/// Client-side connection receptor.
pub struct Connection {
    id: ReceptorId,
    bus: Bus,
    config: ConnectionConfig,
    link: Link,
    discovery: Option<PendingDiscovery>,
    next_socket: SocketId,
    connect_attempts: u64,
    connects_tx: mpsc::UnboundedSender<ConnectResult>,
    connects_rx: mpsc::UnboundedReceiver<ConnectResult>,
    events_tx: StreamEventTx,
    events_rx: StreamEventRx,
}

EXERCISE DESCRIPTION
Go through the listing above and find each line that contains "mpsc", then copy it.

THE COMPLETED TASK
    connects_tx: mpsc::UnboundedSender<ConnectResult>,
    connects_rx: mpsc::UnboundedReceiver<ConnectResult>,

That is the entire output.